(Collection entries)
*** Begin section ***

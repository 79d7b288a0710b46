use std::net::SocketAddr;

use log::{debug, trace};

use crate::ip::{IpError, IpHeader, IpVersion};
use crate::logger::fmt_slice_hex;
use crate::peers::PeerTable;
use crate::tunnel::TunnelError;

#[derive(Clone, Copy, PartialEq, Eq, Debug)]
pub enum Route {
    Forward(IpVersion, SocketAddr),
    Drop,
}

/// Returns the IP packet inside a frame read from the tunnel device.
pub fn strip_framing(frame: &[u8], framing_length: usize) -> Option<&[u8]> {
    frame.get(framing_length..)
}

/// Picks the peer for a packet read from the tunnel device, based on its destination.
/// Packets that can't be classified are dropped; a destination without a peer is fatal.
pub fn route(packet: &[u8], peers: &PeerTable) -> Result<Route, TunnelError> {
    let header = match IpHeader::from_data(packet) {
        Ok(header) => header,
        Err(IpError::UnsupportedVersion(version)) => {
            debug!(
                "Dropping tunnel packet with unsupported IP version {version}\n{}",
                fmt_slice_hex(packet)
            );
            return Ok(Route::Drop);
        }
        Err(err) => {
            debug!("Dropping malformed tunnel packet: {err}");
            return Ok(Route::Drop);
        }
    };
    trace!("Routing tunnel packet {header}");
    let dst_addr = header.dst_addr();
    match peers.lookup(dst_addr) {
        Some(peer_addr) => Ok(Route::Forward(IpVersion::of_addr(&dst_addr), peer_addr)),
        None => Err(TunnelError::PeerNotFound(dst_addr)),
    }
}

#[cfg(test)]
mod tests {
    use super::*;
    use std::{
        net::{IpAddr, Ipv4Addr, Ipv6Addr},
        str::FromStr,
    };

    fn peers() -> PeerTable {
        PeerTable::parse("10.0.0.2 192.0.2.10:5000\nfd00::2 [2001:db8::10]:5000\n").unwrap()
    }

    fn ipv4_packet(dst_addr: Ipv4Addr) -> Vec<u8> {
        let mut packet = vec![0u8; 40];
        packet[0] = 0x45;
        packet[16..20].copy_from_slice(&dst_addr.octets());
        packet
    }

    fn ipv6_packet(dst_addr: Ipv6Addr) -> Vec<u8> {
        let mut packet = vec![0u8; 60];
        packet[0] = 0x60;
        packet[24..40].copy_from_slice(&dst_addr.octets());
        packet
    }

    #[test]
    fn route_ipv4() {
        let packet = ipv4_packet(Ipv4Addr::new(10, 0, 0, 2));
        assert_eq!(
            route(&packet, &peers()).unwrap(),
            Route::Forward(
                IpVersion::V4,
                SocketAddr::from_str("192.0.2.10:5000").unwrap()
            )
        );
    }

    #[test]
    fn route_ipv6() {
        let packet = ipv6_packet(Ipv6Addr::from_str("fd00::2").unwrap());
        assert_eq!(
            route(&packet, &peers()).unwrap(),
            Route::Forward(
                IpVersion::V6,
                SocketAddr::from_str("[2001:db8::10]:5000").unwrap()
            )
        );
    }

    #[test]
    fn drop_unknown_version_and_truncated_packets() {
        assert_eq!(route(&[0x00; 40], &peers()).unwrap(), Route::Drop);
        assert_eq!(route(&[0x45, 0x00, 0x00], &peers()).unwrap(), Route::Drop);
        assert_eq!(route(&[], &peers()).unwrap(), Route::Drop);
    }

    #[test]
    fn lookup_miss_is_an_error() {
        let packet = ipv4_packet(Ipv4Addr::new(10, 0, 0, 99));
        assert!(matches!(
            route(&packet, &peers()),
            Err(TunnelError::PeerNotFound(addr)) if addr == IpAddr::V4(Ipv4Addr::new(10, 0, 0, 99))
        ));
    }

    #[test]
    fn framed_packet_routes_by_inner_destination() {
        let mut frame = vec![0x00, 0x00, 0x08, 0x00];
        frame.extend_from_slice(&ipv4_packet(Ipv4Addr::new(10, 0, 0, 2)));
        let packet = strip_framing(&frame, 4).unwrap();
        assert_eq!(packet[0], 0x45);
        assert!(matches!(
            route(packet, &peers()).unwrap(),
            Route::Forward(IpVersion::V4, _)
        ));
        assert_eq!(strip_framing(&frame[..3], 4), None);
        assert_eq!(strip_framing(&frame, 0), Some(&frame[..]));
    }
}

*** End section ***

Find how many lines contain "device" in the data. Write that number and nothing else.

### ANSWER TO THE PROBLEM
2